# DATASET
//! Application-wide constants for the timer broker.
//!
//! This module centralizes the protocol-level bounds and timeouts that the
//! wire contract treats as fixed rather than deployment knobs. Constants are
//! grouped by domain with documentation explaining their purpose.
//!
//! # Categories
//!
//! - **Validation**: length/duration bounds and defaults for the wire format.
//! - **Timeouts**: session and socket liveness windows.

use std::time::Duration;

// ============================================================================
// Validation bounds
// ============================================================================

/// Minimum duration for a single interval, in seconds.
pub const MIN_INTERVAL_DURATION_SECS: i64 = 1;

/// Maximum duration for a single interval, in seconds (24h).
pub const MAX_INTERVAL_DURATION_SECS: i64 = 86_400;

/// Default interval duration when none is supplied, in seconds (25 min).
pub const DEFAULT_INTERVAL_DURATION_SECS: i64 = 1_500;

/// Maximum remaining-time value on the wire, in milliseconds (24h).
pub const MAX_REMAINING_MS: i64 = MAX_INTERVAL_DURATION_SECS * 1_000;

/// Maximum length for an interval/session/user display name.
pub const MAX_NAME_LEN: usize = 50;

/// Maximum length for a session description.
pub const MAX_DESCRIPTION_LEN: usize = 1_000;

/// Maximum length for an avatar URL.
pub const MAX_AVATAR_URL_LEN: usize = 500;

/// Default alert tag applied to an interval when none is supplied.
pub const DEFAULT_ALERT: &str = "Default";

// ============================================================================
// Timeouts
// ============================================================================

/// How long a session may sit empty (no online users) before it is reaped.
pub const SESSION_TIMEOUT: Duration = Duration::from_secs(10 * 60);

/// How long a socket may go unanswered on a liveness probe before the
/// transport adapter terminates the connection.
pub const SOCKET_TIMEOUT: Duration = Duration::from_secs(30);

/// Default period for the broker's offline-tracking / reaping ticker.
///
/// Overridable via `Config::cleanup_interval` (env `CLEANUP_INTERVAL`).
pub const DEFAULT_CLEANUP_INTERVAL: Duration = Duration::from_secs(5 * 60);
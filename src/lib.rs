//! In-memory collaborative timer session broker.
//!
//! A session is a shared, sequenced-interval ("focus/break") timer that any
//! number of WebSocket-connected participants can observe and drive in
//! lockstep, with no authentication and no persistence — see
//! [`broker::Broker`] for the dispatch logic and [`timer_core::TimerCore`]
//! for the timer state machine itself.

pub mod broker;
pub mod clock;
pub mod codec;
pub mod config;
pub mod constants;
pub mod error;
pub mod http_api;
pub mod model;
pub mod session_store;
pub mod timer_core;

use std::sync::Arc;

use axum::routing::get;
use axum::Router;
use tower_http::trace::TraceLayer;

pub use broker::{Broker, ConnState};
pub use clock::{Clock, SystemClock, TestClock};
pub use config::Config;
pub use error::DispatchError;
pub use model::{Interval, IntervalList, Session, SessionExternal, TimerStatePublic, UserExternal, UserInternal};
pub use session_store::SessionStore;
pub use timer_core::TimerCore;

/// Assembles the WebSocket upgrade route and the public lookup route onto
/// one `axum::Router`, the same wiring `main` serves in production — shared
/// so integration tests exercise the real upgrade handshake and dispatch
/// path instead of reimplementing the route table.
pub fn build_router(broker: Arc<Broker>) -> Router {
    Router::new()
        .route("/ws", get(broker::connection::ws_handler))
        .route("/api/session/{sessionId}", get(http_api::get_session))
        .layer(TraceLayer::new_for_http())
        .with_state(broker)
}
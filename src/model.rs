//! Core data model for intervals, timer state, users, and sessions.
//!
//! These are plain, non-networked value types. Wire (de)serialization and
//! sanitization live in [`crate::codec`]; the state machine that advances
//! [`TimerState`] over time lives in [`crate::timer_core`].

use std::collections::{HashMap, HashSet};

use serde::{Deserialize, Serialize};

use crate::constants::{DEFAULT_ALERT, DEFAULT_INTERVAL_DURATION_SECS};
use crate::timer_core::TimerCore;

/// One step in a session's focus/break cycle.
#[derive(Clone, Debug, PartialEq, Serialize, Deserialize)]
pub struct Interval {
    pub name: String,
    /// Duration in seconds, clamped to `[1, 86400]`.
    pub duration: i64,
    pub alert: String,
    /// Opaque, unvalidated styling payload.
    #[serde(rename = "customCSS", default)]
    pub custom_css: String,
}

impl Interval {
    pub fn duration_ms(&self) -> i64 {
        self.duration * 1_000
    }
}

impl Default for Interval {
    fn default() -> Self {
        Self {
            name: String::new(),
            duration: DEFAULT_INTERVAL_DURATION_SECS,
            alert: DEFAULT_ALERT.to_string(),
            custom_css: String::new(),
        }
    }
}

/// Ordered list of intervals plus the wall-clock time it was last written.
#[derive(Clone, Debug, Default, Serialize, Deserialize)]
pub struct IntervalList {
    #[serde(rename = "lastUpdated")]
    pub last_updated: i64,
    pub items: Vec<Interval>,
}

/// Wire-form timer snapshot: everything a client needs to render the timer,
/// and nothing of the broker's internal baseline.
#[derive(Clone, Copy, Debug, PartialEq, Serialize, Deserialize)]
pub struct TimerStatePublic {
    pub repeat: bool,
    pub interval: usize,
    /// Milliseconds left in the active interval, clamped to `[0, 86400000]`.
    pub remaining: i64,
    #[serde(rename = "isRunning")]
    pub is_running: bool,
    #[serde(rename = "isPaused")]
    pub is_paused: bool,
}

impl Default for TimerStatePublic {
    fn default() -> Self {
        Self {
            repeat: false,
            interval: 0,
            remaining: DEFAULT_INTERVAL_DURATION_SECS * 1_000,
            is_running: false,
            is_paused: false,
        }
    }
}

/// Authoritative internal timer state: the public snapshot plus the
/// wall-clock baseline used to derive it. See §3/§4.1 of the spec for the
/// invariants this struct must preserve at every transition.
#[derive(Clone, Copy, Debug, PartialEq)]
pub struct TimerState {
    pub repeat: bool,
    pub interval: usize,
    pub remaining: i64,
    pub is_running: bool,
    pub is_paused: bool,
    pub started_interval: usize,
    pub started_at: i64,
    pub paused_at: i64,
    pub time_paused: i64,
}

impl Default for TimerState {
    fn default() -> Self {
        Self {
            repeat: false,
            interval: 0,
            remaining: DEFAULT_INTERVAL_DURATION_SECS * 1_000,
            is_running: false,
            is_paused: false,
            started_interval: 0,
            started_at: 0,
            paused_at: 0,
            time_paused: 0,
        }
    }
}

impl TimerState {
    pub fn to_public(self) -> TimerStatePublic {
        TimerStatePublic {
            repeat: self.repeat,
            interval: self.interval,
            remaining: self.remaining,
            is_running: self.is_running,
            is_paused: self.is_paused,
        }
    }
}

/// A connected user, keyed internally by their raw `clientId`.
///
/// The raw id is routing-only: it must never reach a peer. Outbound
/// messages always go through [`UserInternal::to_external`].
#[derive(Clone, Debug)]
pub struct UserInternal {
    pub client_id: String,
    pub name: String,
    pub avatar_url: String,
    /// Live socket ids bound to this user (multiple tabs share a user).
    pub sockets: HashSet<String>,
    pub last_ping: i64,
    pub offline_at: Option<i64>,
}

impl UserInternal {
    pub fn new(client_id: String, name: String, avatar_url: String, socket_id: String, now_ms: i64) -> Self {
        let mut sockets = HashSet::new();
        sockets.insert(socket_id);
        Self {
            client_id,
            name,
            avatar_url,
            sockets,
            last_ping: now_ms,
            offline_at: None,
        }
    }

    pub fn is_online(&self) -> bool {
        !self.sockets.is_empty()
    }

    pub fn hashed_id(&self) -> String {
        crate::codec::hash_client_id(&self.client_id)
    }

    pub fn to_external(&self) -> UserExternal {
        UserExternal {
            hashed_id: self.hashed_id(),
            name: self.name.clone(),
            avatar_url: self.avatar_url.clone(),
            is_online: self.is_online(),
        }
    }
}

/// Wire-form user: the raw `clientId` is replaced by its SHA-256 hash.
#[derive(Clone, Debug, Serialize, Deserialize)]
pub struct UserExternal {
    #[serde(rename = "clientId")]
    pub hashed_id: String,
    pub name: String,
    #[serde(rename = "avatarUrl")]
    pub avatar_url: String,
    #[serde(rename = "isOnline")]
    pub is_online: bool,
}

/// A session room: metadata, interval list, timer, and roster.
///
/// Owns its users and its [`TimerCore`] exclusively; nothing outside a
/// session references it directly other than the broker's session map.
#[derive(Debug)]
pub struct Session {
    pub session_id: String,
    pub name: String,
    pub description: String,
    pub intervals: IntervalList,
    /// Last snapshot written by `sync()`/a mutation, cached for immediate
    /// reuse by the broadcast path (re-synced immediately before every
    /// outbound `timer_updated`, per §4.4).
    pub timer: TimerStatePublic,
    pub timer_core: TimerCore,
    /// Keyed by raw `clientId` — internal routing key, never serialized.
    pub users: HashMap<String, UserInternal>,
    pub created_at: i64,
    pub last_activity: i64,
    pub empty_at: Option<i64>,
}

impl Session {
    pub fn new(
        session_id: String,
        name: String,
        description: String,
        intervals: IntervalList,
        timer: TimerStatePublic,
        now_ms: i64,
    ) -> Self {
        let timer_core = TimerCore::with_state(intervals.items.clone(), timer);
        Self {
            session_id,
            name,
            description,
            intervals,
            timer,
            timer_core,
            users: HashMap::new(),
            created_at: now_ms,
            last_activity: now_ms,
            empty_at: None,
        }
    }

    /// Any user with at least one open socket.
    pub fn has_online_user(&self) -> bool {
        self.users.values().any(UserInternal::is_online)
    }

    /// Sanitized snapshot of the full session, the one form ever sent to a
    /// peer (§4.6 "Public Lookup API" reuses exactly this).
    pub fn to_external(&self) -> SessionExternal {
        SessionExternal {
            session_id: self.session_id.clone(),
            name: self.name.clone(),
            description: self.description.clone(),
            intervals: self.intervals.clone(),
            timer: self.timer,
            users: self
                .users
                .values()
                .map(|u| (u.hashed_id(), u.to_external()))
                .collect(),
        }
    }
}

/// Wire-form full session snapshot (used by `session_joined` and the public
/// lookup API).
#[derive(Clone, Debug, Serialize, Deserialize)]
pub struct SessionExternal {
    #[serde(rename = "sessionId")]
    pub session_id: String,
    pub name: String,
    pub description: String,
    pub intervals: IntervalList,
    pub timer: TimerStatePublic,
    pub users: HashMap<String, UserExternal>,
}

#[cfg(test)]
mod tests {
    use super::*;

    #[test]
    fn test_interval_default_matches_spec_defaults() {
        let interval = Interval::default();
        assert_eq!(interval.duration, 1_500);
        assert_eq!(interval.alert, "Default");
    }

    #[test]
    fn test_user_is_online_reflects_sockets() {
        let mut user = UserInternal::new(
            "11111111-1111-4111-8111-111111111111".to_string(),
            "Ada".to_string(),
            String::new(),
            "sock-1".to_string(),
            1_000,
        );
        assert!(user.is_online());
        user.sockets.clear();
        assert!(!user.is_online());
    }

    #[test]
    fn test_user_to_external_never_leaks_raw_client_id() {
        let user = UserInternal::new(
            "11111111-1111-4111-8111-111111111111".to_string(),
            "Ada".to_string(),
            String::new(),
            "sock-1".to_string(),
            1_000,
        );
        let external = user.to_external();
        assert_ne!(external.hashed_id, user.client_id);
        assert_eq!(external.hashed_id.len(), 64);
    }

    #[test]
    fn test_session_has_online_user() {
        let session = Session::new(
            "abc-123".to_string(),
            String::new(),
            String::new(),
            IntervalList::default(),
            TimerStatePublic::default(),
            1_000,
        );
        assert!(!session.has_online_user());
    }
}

# EXERCISE BRIEF
Which lines in the material above include the string "path"? Pull them out.

# ANSWER TO THE PROBLEM
/// path instead of reimplementing the route table.
    /// reuse by the broadcast path (re-synced immediately before every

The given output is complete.